KUNINGAN (MASS) – Setiap angka statistik menyimpan kisah. Termasuk angka kemiskinan yang dirilis Badan Pusat Statistik (BPS) Jawa Barat untuk tahun 2024. Angka itu bukan sekadar persentase, tetapi cermin kesejahteraan, efektivitas kebijakan, dan wajah riil kehidupan masyarakat di berbagai daerah. Uniknya, data kemiskinan tersebut hadir di tengah transisi kepemimpinan pasca Pilkada 2024. Kini, banyak daerah di Jawa Barat dipimpin oleh kepala daerah baru dengan semangat perubahan dan janji penurunan angka kemiskinan. Akankah mereka mampu menepati janji?
Badan Pusat Statistik (BPS) Jawa Barat telah merilis data resmi kemiskinan terbaru yang mencatat sembilan kabupaten/kota dengan persentase penduduk miskin tertinggi pada tahun 2024. Data tersebut mencerminkan kondisi sepanjang satu tahun terakhir dan menjadi tolok ukur keberhasilan berbagai program sosial dan ekonomi.

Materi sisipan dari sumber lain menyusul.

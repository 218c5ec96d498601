use std::fmt;

#[derive(Debug, PartialEq, Clone, Copy)]
pub enum Command {
    Quit,
}

#[derive(Debug, PartialEq, Clone)]
pub enum Node {
    Id(String),
    Assign { name: String, value: Box<Node> },

    Integer(i64),
    Float(f64),
    Bool(bool),

    Negate(Box<Node>),

    Multiply(Box<Node>, Box<Node>),
    Divide(Box<Node>, Box<Node>),
    Add(Box<Node>, Box<Node>),
    Sub(Box<Node>, Box<Node>),

    Lt(Box<Node>, Box<Node>),
    Le(Box<Node>, Box<Node>),
    Gt(Box<Node>, Box<Node>),
    Ge(Box<Node>, Box<Node>),
    Neq(Box<Node>, Box<Node>),
    Eq(Box<Node>, Box<Node>),

    Command(Command),
}

impl Node {
    pub fn assign(name: impl Into<String>, value: Node) -> Self {
        Node::Assign {
            name: name.into(),
            value: Box::new(value),
        }
    }
}

impl fmt::Display for Node {
    fn fmt(&self, f: &mut fmt::Formatter) -> fmt::Result {
        match self {
            Node::Id(name) => write!(f, "{}", name),
            Node::Assign { name, value } => write!(f, "(:= {} {})", name, value),
            Node::Integer(value) => write!(f, "{}", value),
            Node::Float(value) => write!(f, "{:?}", value),
            Node::Bool(value) => write!(f, "{}", value),
            Node::Negate(value) => write!(f, "(- {})", value),
            Node::Multiply(left, right) => write!(f, "(* {} {})", left, right),
            Node::Divide(left, right) => write!(f, "(/ {} {})", left, right),
            Node::Add(left, right) => write!(f, "(+ {} {})", left, right),
            Node::Sub(left, right) => write!(f, "(- {} {})", left, right),
            Node::Lt(left, right) => write!(f, "(< {} {})", left, right),
            Node::Le(left, right) => write!(f, "(<= {} {})", left, right),
            Node::Gt(left, right) => write!(f, "(> {} {})", left, right),
            Node::Ge(left, right) => write!(f, "(>= {} {})", left, right),
            Node::Neq(left, right) => write!(f, "(<> {} {})", left, right),
            Node::Eq(left, right) => write!(f, "(= {} {})", left, right),
            Node::Command(Command::Quit) => write!(f, "(quit)"),
        }
    }
}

7 Daerah dengan Penduduk Miskin Tertinggi di Jawa Barat Tahun 2025:
1. Kabupaten Indramayu: 11,93%
2. Kabupaten Kuningan: 11,88%
3. Kota Tasikmalaya: 11,10%
4. Kabupaten Majalengka: 10,82%
5. Kabupaten Bandung Barat: 10,49%
6. Kabupaten Tasikmalaya: 10,23%
7. Kabupaten Cianjur: 10,14%
Data itu menunjukkan, Kabupaten Indramayu masih menjadi daerah dengan tingkat kemiskinan tertinggi, disusul sangat ketat oleh Kabupaten Kuningan. Meski terdapat sedikit penurunan dibandingkan tahun sebelumnya, angka tersebut tetap menjadi alarm bagi pemerintah daerah untuk meningkatkan langkah konkret menekan kemiskinan.

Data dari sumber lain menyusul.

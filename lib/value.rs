use core::fmt;

#[derive(Debug, PartialEq, Clone, Copy)]
pub enum Value {
    Integer(i64),
    Float(f64),
    Bool(bool),
    /// Result of reading an identifier that was never assigned.
    Undefined,
    /// Result of the `quit` command; the session should end.
    Quit,
}

impl Value {
    pub fn as_f64(&self) -> Option<f64> {
        match self {
            Value::Integer(value) => Some(*value as f64),
            Value::Float(value) => Some(*value),
            _ => None,
        }
    }

    pub fn is_numeric(&self) -> bool {
        matches!(self, Value::Integer(_) | Value::Float(_))
    }
}

impl fmt::Display for Value {
    fn fmt(&self, f: &mut fmt::Formatter) -> fmt::Result {
        match self {
            Value::Integer(value) => write!(f, "{}", value),
            Value::Float(value) => write!(f, "{}", value),
            Value::Bool(value) => write!(f, "{}", value),
            Value::Undefined => write!(f, "undefined"),
            Value::Quit => write!(f, "quit"),
        }
    }
}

Hal menarik lainnya, data tersebut hadir hanya beberapa bulan setelah pelaksanaan Pilkada Serentak yang membawa wajah-wajah baru pemimpin di sejumlah daerah. Termasuk di antaranya adalah Kabupaten Kuningan, Majalengka, dan Bandung Barat, yang kini menantikan gebrakan dari kepala daerah baru hasil pilihan rakyat.
Kondisi itu membuka ruang analisis, bagaimana pemimpin baru merespons angka kemiskinan yang menjadi “pekerjaan rumah” besar? Apakah mereka akan menguatkan program jaring pengaman sosial, membuka lebih banyak lapangan kerja, atau justru berani membuat terobosan kolaboratif dengan sektor swasta dan komunitas?
Jika tidak segera diintervensi dengan kebijakan yang tepat sasaran dan berbasis data, maka daerah-daerah dengan angka kemiskinan di atas 10% akan terus tertinggal. Di sisi lain, ini juga menjadi momentum bagi pemimpin baru untuk menunjukkan komitmen dan kemampuan mereka dalam membenahi kondisi ekonomi rakyat.
2025 merupakan tahun uji nyali para pemimpin baru di Jawa Barat. Jika berhasil menurunkan kemiskinan secara signifikan, maka bukan hanya grafik BPS yang berubah, tetapi juga kepercayaan masyarakat yang akan tumbuh. (argi)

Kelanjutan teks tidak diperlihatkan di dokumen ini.